[Stored data]

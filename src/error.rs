//! Error types for the adapter pipeline

use thiserror::Error;

/// Main error type for pipeline operations
#[derive(Error, Debug)]
pub enum Error {
    /// Malformed or missing fields in an example, invalid label values
    #[error("Data error: {0}")]
    Data(String),

    /// Insufficient device memory or other exhausted resources
    #[error("Resource error: {0}")]
    Resource(String),

    /// Missing or incompatible adapter/model artifact
    #[error("Artifact error: {0}")]
    Artifact(String),

    /// Invalid configuration, rejected before any expensive work
    #[error("Configuration error: {0}")]
    Config(String),

    /// Tensor operation error
    #[error("Tensor operation error: {0}")]
    Tensor(#[from] candle_core::Error),

    /// IO error
    #[error("IO error: {0}")]
    Io(#[from] std::io::Error),

    /// Serialization error
    #[error("Serialization error: {0}")]
    Serialization(#[from] serde_json::Error),

    /// Tokenizer error
    #[error("Tokenizer error: {0}")]
    Tokenizer(String),

    /// HuggingFace Hub error
    #[error("Hub error: {0}")]
    Hub(String),

    /// Other errors
    #[error(transparent)]
    Other(#[from] anyhow::Error),
}

/// Result type alias for pipeline operations
pub type Result<T> = std::result::Result<T, Error>;

impl Error {
    /// Create a data error
    pub fn data(msg: impl Into<String>) -> Self {
        Self::Data(msg.into())
    }

    /// Create a resource error
    pub fn resource(msg: impl Into<String>) -> Self {
        Self::Resource(msg.into())
    }

    /// Create an artifact error
    pub fn artifact(msg: impl Into<String>) -> Self {
        Self::Artifact(msg.into())
    }

    /// Create a configuration error
    pub fn config(msg: impl Into<String>) -> Self {
        Self::Config(msg.into())
    }

    /// Create a tokenizer error
    pub fn tokenizer(msg: impl Into<String>) -> Self {
        Self::Tokenizer(msg.into())
    }
}

impl From<hf_hub::api::tokio::ApiError> for Error {
    fn from(err: hf_hub::api::tokio::ApiError) -> Self {
        Self::Hub(err.to_string())
    }
}

impl From<config::ConfigError> for Error {
    fn from(err: config::ConfigError) -> Self {
        Self::Config(err.to_string())
    }
}

#[cfg(test)]
mod tests {
    use super::*;

    #[test]
    fn test_error_display() {
        let err = Error::config("sparsity must be in [0, 1)");
        assert_eq!(err.to_string(), "Configuration error: sparsity must be in [0, 1)");
    }

    #[test]
    fn test_tensor_error_conversion() {
        let err: Error = candle_core::Error::Msg("shape mismatch".to_string()).into();
        assert!(matches!(err, Error::Tensor(_)));
    }
}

§ Exercise
Every line in the data above that includes the word "tokio" should be copied.

§ Solution to this task
impl From<hf_hub::api::tokio::ApiError> for Error {
    fn from(err: hf_hub::api::tokio::ApiError) -> Self {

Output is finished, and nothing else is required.